| What is expected |
Once the line containing "Expression with one" is found in the records below, return it and each following line exactly, up to and including the line containing "use super::RunArgs;", and nothing else.

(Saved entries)
BEGIN
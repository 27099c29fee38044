use alphabatch_core::catalog::IdentifierCatalog;
use alphabatch_core::expression::validate_template;
use alphabatch_core::templates::{AlphaTemplate, TemplateCatalog};
use anyhow::Context;

use super::{SaveTemplateArgs, TemplatesCommand};
use super::context::AppContext;

pub fn templates(ctx: &AppContext, command: TemplatesCommand) -> anyhow::Result<()> {
    let path = &ctx.config.paths.templates_file;
    let mut catalog = TemplateCatalog::load(path)
        .with_context(|| format!("failed to read templates from {}", path.display()))?;

    match command {
        TemplatesCommand::List => {
            if catalog.is_empty() {
                println!("no templates in {}", path.display());
            }
            for name in catalog.names() {
                if let Some(template) = catalog.get(name) {
                    println!("{name}\t{}", template.alpha_expression);
                }
            }
        }
        TemplatesCommand::Check { name } => {
            let template = catalog.require(&name).context("unknown template")?;
            validate_template(&template.expression())
                .with_context(|| format!("template '{name}' is invalid"))?;
            println!("{name}: ok ({})", template.expression());
        }
        TemplatesCommand::Save(args) => {
            let name = args.name.clone();
            let template = template_from_args(args);
            validate_template(&template.expression())
                .with_context(|| format!("template '{name}' is invalid"))?;
            catalog
                .save(name.clone(), template)
                .with_context(|| format!("failed to save template '{name}'"))?;
            println!("saved {name} to {}", path.display());
        }
    }
    Ok(())
}

fn template_from_args(args: SaveTemplateArgs) -> AlphaTemplate {
    let defaults = AlphaTemplate::default();
    AlphaTemplate {
        alpha_expression: args.expression,
        region: args.region.unwrap_or(defaults.region.clone()),
        universe: args.universe.unwrap_or(defaults.universe.clone()),
        delay: args.delay.unwrap_or(defaults.delay),
        decay: args.decay.unwrap_or(defaults.decay),
        neutralization: args
            .neutralization
            .unwrap_or(defaults.neutralization.clone()),
        truncation: args.truncation.unwrap_or(defaults.truncation),
        ..defaults
    }
}

pub fn datasets(ctx: &AppContext) -> anyhow::Result<()> {
    let catalog = IdentifierCatalog::new(&ctx.config.paths.identifiers_dir);
    let names = catalog.datasets().context("failed to list datasets")?;
    if names.is_empty() {
        println!("no datasets in {}", catalog.dir().display());
    }
    for name in names {
        println!("{name}");
    }
    Ok(())
}

pub async fn results(ctx: &AppContext, unsubmitted: bool) -> anyhow::Result<()> {
    let table = ctx
        .store()
        .load()
        .await
        .context("failed to read stored results")?;

    println!("alpha_id\tsharpe\tfitness\tsubmitted\tformula");
    for record in table
        .records()
        .iter()
        .filter(|record| !unsubmitted || !record.submitted)
    {
        let values = record.check_values;
        println!(
            "{}\t{:.2}\t{:.2}\t{}\t{}",
            record.alpha_id,
            values.low_sharpe,
            values.low_fitness,
            record.submitted,
            record.formula
        );
    }
    Ok(())
}
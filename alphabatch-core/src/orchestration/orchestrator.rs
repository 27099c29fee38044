use std::collections::{BTreeMap, VecDeque};
use std::fmt;
use std::sync::Arc;

use alphabatch_model::{
    AlphaId, Job, JobId, JobStatus, PollLocator, PollSnapshot,
    SimulationRequest, SimulationSettings,
};
use tokio_util::sync::CancellationToken;
use tracing::{debug, info, warn};

use super::config::OrchestratorConfig;
use super::observer::{JobReport, RunObserver, TracingObserver};
use super::sleep_or_cancel;
use crate::error::Result;
use crate::expression::{is_vector_identifier, substitute};
use crate::progress::ProgressAggregator;
use crate::store::ResultStore;
use crate::transport::{SimulationTransport, SubmitOutcome, TransportError};
use crate::validation::{GateVerdict, evaluate};

/// Everything a run needs besides its collaborators.
#[derive(Debug, Clone)]
pub struct RunPlan {
    /// Expression template with a single placeholder.
    pub template: String,
    pub settings: SimulationSettings,
    /// Identifiers to substitute, in submission order.
    pub identifiers: Vec<String>,
}

/// Per-status tally of a finished run.
#[derive(Debug, Clone, Default, PartialEq, Eq)]
pub struct RunSummary {
    pub total: usize,
    pub complete: usize,
    pub error: usize,
    pub skipped: usize,
    pub submit_failed: usize,
    pub lost: usize,
    pub cancelled: usize,
    /// Completed jobs whose record passed the gate and was stored.
    pub persisted: usize,
    /// Completed jobs dropped by the gate.
    pub discarded: usize,
    pub was_cancelled: bool,
}

impl RunSummary {
    fn record(&mut self, status: JobStatus) {
        match status {
            JobStatus::Complete => self.complete += 1,
            JobStatus::Error => self.error += 1,
            JobStatus::Skipped => self.skipped += 1,
            JobStatus::SubmitFailed => self.submit_failed += 1,
            JobStatus::Lost => self.lost += 1,
            JobStatus::Cancelled => self.cancelled += 1,
            JobStatus::Pending | JobStatus::Submitting | JobStatus::Active => {}
        }
    }

    pub fn retired(&self) -> usize {
        self.complete
            + self.error
            + self.skipped
            + self.submit_failed
            + self.lost
            + self.cancelled
    }
}

impl fmt::Display for RunSummary {
    fn fmt(&self, f: &mut fmt::Formatter<'_>) -> fmt::Result {
        write!(
            f,
            "{} jobs: {} complete ({} persisted, {} discarded), {} error, {} skipped, \
             {} submit failed, {} lost, {} cancelled",
            self.total,
            self.complete,
            self.persisted,
            self.discarded,
            self.error,
            self.skipped,
            self.submit_failed,
            self.lost,
            self.cancelled
        )
    }
}

#[derive(Debug)]
struct ActiveJob {
    job: Job,
    locator: PollLocator,
}

/// Bounded-concurrency scheduler for one batch of simulations.
///
/// One control loop submits, polls and retires jobs in cycles. The number
/// of ACTIVE jobs never exceeds the configured concurrency, and new
/// submissions also back off while the service reports the account's
/// quota as used up.
pub struct SimulationOrchestrator {
    transport: Arc<dyn SimulationTransport>,
    store: ResultStore,
    observer: Arc<dyn RunObserver>,
    config: OrchestratorConfig,
    template: String,
    settings: SimulationSettings,
    identifiers: VecDeque<String>,
    /// Rate-limited job waiting at the front of the queue.
    deferred: Option<Job>,
    active: BTreeMap<JobId, ActiveJob>,
    progress: ProgressAggregator,
    next_id: JobId,
    summary: RunSummary,
    cancel: CancellationToken,
}

impl fmt::Debug for SimulationOrchestrator {
    fn fmt(&self, f: &mut fmt::Formatter<'_>) -> fmt::Result {
        f.debug_struct("SimulationOrchestrator")
            .field("config", &self.config)
            .field("template", &self.template)
            .field("pending", &self.identifiers.len())
            .field("deferred", &self.deferred.as_ref().map(|job| job.id))
            .field("active", &self.active.len())
            .field("summary", &self.summary)
            .field("cancelled", &self.cancel.is_cancelled())
            .finish()
    }
}
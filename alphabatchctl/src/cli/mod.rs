use std::path::PathBuf;

use clap::{Args, Parser, Subcommand};

pub mod context;
pub mod inspect;
pub mod run;
pub mod submit;

#[derive(Parser, Debug)]
#[command(name = "alphabatchctl", version)]
#[command(about = "Batch alpha simulations against a rate-limited simulation service")]
pub struct Cli {
    /// Configuration file (TOML or JSON); overrides discovery
    #[arg(long, global = true)]
    pub config: Option<PathBuf>,

    #[command(subcommand)]
    pub command: Command,
}

#[derive(Subcommand, Debug)]
pub enum Command {
    /// Simulate a template against every identifier of a dataset
    Run(RunArgs),
    /// Submit one stored alpha to production
    Submit {
        /// Alpha id as reported by the service
        alpha_id: String,
    },
    /// Submit every stored alpha that has not been submitted yet
    SubmitBatch,
    /// Inspect saved alpha templates
    Templates {
        #[command(subcommand)]
        command: TemplatesCommand,
    },
    /// List identifier datasets
    Datasets,
    /// Print stored results
    Results {
        /// Only rows that have not been submitted
        #[arg(long)]
        unsubmitted: bool,
    },
}

#[derive(Args, Debug, Clone)]
pub struct RunArgs {
    /// Template name in the templates file
    #[arg(long)]
    pub template: String,

    /// Dataset name (`<identifiers_dir>/<dataset>.csv`)
    #[arg(long)]
    pub dataset: String,

    /// Simultaneous simulations (1-5); overrides the configured value
    #[arg(long, value_parser = clap::value_parser!(u8).range(1..=5))]
    pub concurrency: Option<u8>,
}

#[derive(Subcommand, Debug, Clone)]
pub enum TemplatesCommand {
    /// List template names with their expressions
    List,
    /// Validate one template's expression
    Check {
        /// Template name
        name: String,
    },
    /// Add or replace a template; unspecified settings take the defaults
    Save(SaveTemplateArgs),
}

#[derive(Args, Debug, Clone)]
pub struct SaveTemplateArgs {
    /// Template name
    pub name: String,

    /// Expression with one placeholder, `{x}` or `$x$`
    #[arg(long)]
    pub expression: String,

    #[arg(long)]
    pub region: Option<String>,

    #[arg(long)]
    pub universe: Option<String>,

    #[arg(long)]
    pub delay: Option<u32>,

    #[arg(long)]
    pub decay: Option<u32>,

    #[arg(long)]
    pub neutralization: Option<String>,

    /// Truncation in percent
    #[arg(long)]
    pub truncation: Option<f64>,
}
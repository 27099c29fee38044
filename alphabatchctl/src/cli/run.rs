use std::sync::Arc;

use alphabatch_core::catalog::IdentifierCatalog;
use alphabatch_core::expression::validate_template;
use alphabatch_core::templates::TemplateCatalog;
use alphabatch_core::{RunPlan, SimulationOrchestrator, TracingObserver};
use alphabatch_model::MaxConcurrency;
use anyhow::Context;
use tracing::info;

use super::RunArgs;
use super::context::{AppContext, ctrl_c_token};

pub async fn execute(ctx: &AppContext, args: RunArgs) -> anyhow::Result<()> {
    let paths = &ctx.config.paths;

    let templates = TemplateCatalog::load(&paths.templates_file).with_context(|| {
        format!("failed to read templates from {}", paths.templates_file.display())
    })?;
    let template = templates
        .require(&args.template)
        .context("unknown template")?;
    let expression = template.expression();
    validate_template(&expression)
        .with_context(|| format!("template '{}' is not usable", args.template))?;

    let identifiers = IdentifierCatalog::new(&paths.identifiers_dir)
        .load(&args.dataset)
        .with_context(|| format!("failed to load dataset '{}'", args.dataset))?;

    let mut config = ctx.config.orchestrator;
    if let Some(concurrency) = args.concurrency {
        config.max_concurrency =
            MaxConcurrency::new(concurrency).context("invalid --concurrency")?;
    }

    let client = ctx.connect().await?;
    info!(
        template = %args.template,
        dataset = %args.dataset,
        identifiers = identifiers.len(),
        "starting run"
    );

    let plan = RunPlan {
        template: expression,
        settings: template.settings(),
        identifiers,
    };
    let summary = SimulationOrchestrator::new(client, ctx.store(), config, plan)
        .with_observer(Arc::new(TracingObserver))
        .with_cancellation(ctrl_c_token())
        .run()
        .await
        .context("run aborted")?;

    println!("{summary}");
    if summary.was_cancelled {
        println!("run cancelled; {} jobs abandoned", summary.cancelled);
    }
    Ok(())
}
// Copyright (C) 2024, Cloudflare, Inc.
// All rights reserved.
//
// Redistribution and use in source and binary forms, with or without
// modification, are permitted provided that the following conditions are
// met:
//
//     * Redistributions of source code must retain the above copyright notice,
//       this list of conditions and the following disclaimer.
//
//     * Redistributions in binary form must reproduce the above copyright
//       notice, this list of conditions and the following disclaimer in the
//       documentation and/or other materials provided with the distribution.
//
// THIS SOFTWARE IS PROVIDED BY THE COPYRIGHT HOLDERS AND CONTRIBUTORS "AS
// IS" AND ANY EXPRESS OR IMPLIED WARRANTIES, INCLUDING, BUT NOT LIMITED TO,
// THE IMPLIED WARRANTIES OF MERCHANTABILITY AND FITNESS FOR A PARTICULAR
// PURPOSE ARE DISCLAIMED. IN NO EVENT SHALL THE COPYRIGHT HOLDER OR
// CONTRIBUTORS BE LIABLE FOR ANY DIRECT, INDIRECT, INCIDENTAL, SPECIAL,
// EXEMPLARY, OR CONSEQUENTIAL DAMAGES (INCLUDING, BUT NOT LIMITED TO,
// PROCUREMENT OF SUBSTITUTE GOODS OR SERVICES; LOSS OF USE, DATA, OR
// PROFITS; OR BUSINESS INTERRUPTION) HOWEVER CAUSED AND ON ANY THEORY OF
// LIABILITY, WHETHER IN CONTRACT, STRICT LIABILITY, OR TORT (INCLUDING
// NEGLIGENCE OR OTHERWISE) ARISING IN ANY WAY OUT OF THE USE OF THIS
// SOFTWARE, EVEN IF ADVISED OF THE POSSIBILITY OF SUCH DAMAGE.

#[macro_use]
extern crate log;

use std::path::Path;
use std::time::Duration;

use ared_apps::args::Args;
use ared_apps::args::ValidateArgs;
use ared_apps::args::VALIDATE_USAGE;
use ared_apps::scenario;

fn main() {
    env_logger::builder().format_timestamp_nanos().init();

    let docopt = docopt::Docopt::new(VALIDATE_USAGE).unwrap();
    let args = ValidateArgs::with_docopt(&docopt);

    if args.list {
        for id in scenario::SUPPORTED_SCENARIOS {
            let cfg = scenario::lookup(*id).unwrap();
            println!("{id:>3}  {}", cfg.name);
        }

        return;
    }

    let cfg = match scenario::lookup(args.scenario) {
        Ok(v) => v,

        Err(e) => {
            eprintln!(
                "invalid scenario {}: {e}; supported scenarios are {:?}",
                args.scenario,
                scenario::SUPPORTED_SCENARIOS
            );

            std::process::exit(1);
        },
    };

    info!(
        "running scenario {} ({}) with a {}s adjustment interval",
        cfg.id, cfg.name, args.interval
    );

    let interval = Duration::from_secs_f64(args.interval);

    let report = match scenario::run(&cfg, interval) {
        Ok(v) => v,

        Err(e) => {
            eprintln!("scenario {} ({}) failed: {e}", cfg.id, cfg.name);

            std::process::exit(1);
        },
    };

    let st = report.stats;

    println!("*** ARED stats from the bottleneck queue ***");
    println!("offered packets:  {}", report.offered);
    println!("unforced drops:   {}", st.unforced_drop);
    println!("unforced marks:   {}", st.unforced_mark);
    println!("forced drops:     {}", st.forced_drop);
    println!("forced marks:     {}", st.forced_mark);
    println!("queue full drops: {}", st.queue_full_drop);
    println!("rx packets:       {}", st.rx_packets);
    println!("tx packets:       {}", st.tx_packets);

    if args.write_plots {
        let dir = Path::new(&args.out);

        if let Err(e) = scenario::write_series(&report, dir) {
            eprintln!("failed to write series to {}: {e}", dir.display());

            std::process::exit(1);
        }

        info!("series written under {}", dir.display());
    }
}
// Copyright (C) 2024, Cloudflare, Inc.
// All rights reserved.
//
// Redistribution and use in source and binary forms, with or without
// modification, are permitted provided that the following conditions are
// met:
//
//     * Redistributions of source code must retain the above copyright notice,
//       this list of conditions and the following disclaimer.
//
//     * Redistributions in binary form must reproduce the above copyright
//       notice, this list of conditions and the following disclaimer in the
//       documentation and/or other materials provided with the distribution.
//
// THIS SOFTWARE IS PROVIDED BY THE COPYRIGHT HOLDERS AND CONTRIBUTORS "AS
// IS" AND ANY EXPRESS OR IMPLIED WARRANTIES, INCLUDING, BUT NOT LIMITED TO,
// THE IMPLIED WARRANTIES OF MERCHANTABILITY AND FITNESS FOR A PARTICULAR
// PURPOSE ARE DISCLAIMED. IN NO EVENT SHALL THE COPYRIGHT HOLDER OR
// CONTRIBUTORS BE LIABLE FOR ANY DIRECT, INDIRECT, INCIDENTAL, SPECIAL,
// EXEMPLARY, OR CONSEQUENTIAL DAMAGES (INCLUDING, BUT NOT LIMITED TO,
// PROCUREMENT OF SUBSTITUTE GOODS OR SERVICES; LOSS OF USE, DATA, OR
// PROFITS; OR BUSINESS INTERRUPTION) HOWEVER CAUSED AND ON ANY THEORY OF
// LIABILITY, WHETHER IN CONTRACT, STRICT LIABILITY, OR TORT (INCLUDING
// NEGLIGENCE OR OTHERWISE) ARISING IN ANY WAY OUT OF THE USE OF THIS
// SOFTWARE, EVEN IF ADVISED OF THE POSSIBILITY OF SUCH DAMAGE.

//! Smoothed queue occupancy estimation.
//!
//! RED decisions are taken against an exponentially weighted moving average
//! of the instantaneous queue length rather than the length itself, so that
//! short bursts pass through unmarked. The estimator also compensates for
//! idle periods: while the queue is empty no packet events arrive to age the
//! average, so on the first arrival after an idle interval the average is
//! decayed as if mean-sized packets had kept departing at the link rate.

use std::time::Instant;

/// Estimator of the time-averaged queue occupancy.
pub struct QueueAvg {
    avg: f64,

    weight: f64,

    // Link capacity in mean-sized packets per second.
    ptc: f64,

    idle_since: Option<Instant>,
}

impl QueueAvg {
    /// Creates an estimator with the given EWMA weight and service rate.
    ///
    /// `ptc` is the link capacity in mean-sized packets per second. The
    /// weight must lie in `(0, 1]`.
    pub fn new(weight: f64, ptc: f64) -> crate::Result<QueueAvg> {
        if !(weight > 0.0 && weight <= 1.0) || ptc <= 0.0 {
            return Err(crate::Error::InvalidConfiguration);
        }

        Ok(QueueAvg {
            avg: 0.0,

            weight,

            ptc,

            idle_since: None,
        })
    }

    /// Derives the EWMA weight from the service rate, as `1 - exp(-1/ptc)`.
    ///
    /// This is the automatic setting used when no explicit weight is
    /// configured: one mean-sized packet time constitutes one smoothing
    /// step.
    pub fn derived_weight(ptc: f64) -> f64 {
        1.0 - (-1.0 / ptc).exp()
    }

    /// Folds the instantaneous occupancy observed at `now` into the average
    /// and returns the updated value.
    ///
    /// Called on every packet arrival while the queue is being used. If the
    /// queue went idle since the previous event, the average is first
    /// decayed by `(1 - weight)^m`, with `m` the whole number of mean-sized
    /// packets the link would have drained over the idle interval.
    pub fn update(&mut self, occupancy: usize, now: Instant) -> f64 {
        if let Some(idle_start) = self.idle_since.take() {
            let idle = now.duration_since(idle_start).as_secs_f64();
            let m = (self.ptc * idle) as i32;

            if m > 0 {
                self.avg *= (1.0 - self.weight).powi(m);
            }
        }

        self.avg += self.weight * (occupancy as f64 - self.avg);

        // Floating point rounding may push the decayed average marginally
        // below zero.
        if self.avg < 0.0 {
            self.avg = 0.0;
        }

        self.avg
    }

    /// Records the start of an idle period.
    ///
    /// Called when the queue drains empty. A later `update` applies the
    /// idle compensation exactly once for the interval.
    pub fn enter_idle(&mut self, now: Instant) {
        if self.idle_since.is_none() {
            self.idle_since = Some(now);
        }
    }

    /// Returns the current average without folding in a new sample.
    pub fn value(&self) -> f64 {
        self.avg
    }
}

#[cfg(test)]
mod tests {
    use super::*;

    use std::time::Duration;

    #[test]
    fn weight_out_of_range() {
        assert!(QueueAvg::new(0.0, 100.0).is_err());
        assert!(QueueAvg::new(1.5, 100.0).is_err());
        assert!(QueueAvg::new(-0.1, 100.0).is_err());
        assert!(QueueAvg::new(0.002, 0.0).is_err());

        assert!(QueueAvg::new(1.0, 100.0).is_ok());
    }

    #[test]
    fn tracks_constant_occupancy() {
        let mut avg = QueueAvg::new(0.1, 100.0).unwrap();
        let now = Instant::now();

        for i in 0..200 {
            avg.update(10, now + Duration::from_millis(i));
        }

        assert!((avg.value() - 10.0).abs() < 1e-6);
    }

    #[test]
    fn idle_decay() {
        let weight = 0.002;
        let ptc = 100.0;

        let mut avg = QueueAvg::new(weight, ptc).unwrap();
        let now = Instant::now();

        // Pin the average near 10 packets.
        for i in 0..10_000 {
            avg.update(10, now + Duration::from_millis(i));
        }

        let before = avg.value();

        // One second idle at 100 packets per second drains 100 virtual
        // packets.
        let idle_start = now + Duration::from_secs(10);
        avg.enter_idle(idle_start);

        let after = avg.update(0, idle_start + Duration::from_secs(1));

        let decayed = before * (1.0 - weight).powi(100);
        let expected = decayed + weight * (0.0 - decayed);

        assert!((after - expected).abs() < 1e-6);
    }

    #[test]
    fn zero_elapsed_idle_is_a_noop() {
        let mut with_idle = QueueAvg::new(0.1, 100.0).unwrap();
        let mut without_idle = QueueAvg::new(0.1, 100.0).unwrap();
        let now = Instant::now();

        for i in 0..50 {
            with_idle.update(5, now + Duration::from_millis(i));
            without_idle.update(5, now + Duration::from_millis(i));
        }

        let later = now + Duration::from_millis(50);

        // Idle-to-busy with zero elapsed time must not decay the average.
        with_idle.enter_idle(later);

        assert_eq!(with_idle.update(5, later), without_idle.update(5, later));
    }

    #[test]
    fn repeated_idle_marks_keep_first_start() {
        let mut avg = QueueAvg::new(0.002, 100.0).unwrap();
        let now = Instant::now();

        for i in 0..1000 {
            avg.update(10, now + Duration::from_millis(i));
        }

        let before = avg.value();

        let idle_start = now + Duration::from_secs(1);
        avg.enter_idle(idle_start);

        // A spurious second mark later in the idle period must not shorten
        // the compensated interval.
        avg.enter_idle(idle_start + Duration::from_millis(500));

        let after = avg.update(0, idle_start + Duration::from_secs(1));

        let decayed = before * (1.0 - 0.002f64).powi(100);
        let expected = decayed + 0.002 * (0.0 - decayed);

        assert!((after - expected).abs() < 1e-6);
    }

    #[test]
    fn never_negative() {
        let mut avg = QueueAvg::new(1.0, 100.0).unwrap();
        let now = Instant::now();

        avg.update(3, now);
        avg.enter_idle(now);

        let v = avg.update(0, now + Duration::from_secs(60));

        assert!(v >= 0.0);
    }

    #[test]
    fn derived_weight_matches_link() {
        // 1.5Mbps at 1000 byte packets is 187.5 packets per second.
        let w = QueueAvg::derived_weight(187.5);

        assert!((w - (1.0 - (-1.0f64 / 187.5).exp())).abs() < 1e-12);
        assert!(w > 0.0 && w < 1.0);
    }
}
END
| Answer section |
    /// Expression with one placeholder, `{x}` or `$x$`
    #[arg(long)]
    pub expression: String,

    #[arg(long)]
    pub region: Option<String>,

    #[arg(long)]
    pub universe: Option<String>,

    #[arg(long)]
    pub delay: Option<u32>,

    #[arg(long)]
    pub decay: Option<u32>,

    #[arg(long)]
    pub neutralization: Option<String>,

    /// Truncation in percent
    #[arg(long)]
    pub truncation: Option<f64>,
}
repository 27099c29fee38044
filename alphabatchctl/src/cli/run.rs
use std::sync::Arc;

use alphabatch_core::catalog::IdentifierCatalog;
use alphabatch_core::expression::validate_template;
use alphabatch_core::templates::TemplateCatalog;
use alphabatch_core::{RunPlan, SimulationOrchestrator, TracingObserver};
use alphabatch_model::MaxConcurrency;
use anyhow::Context;
use tracing::info;

use super::RunArgs;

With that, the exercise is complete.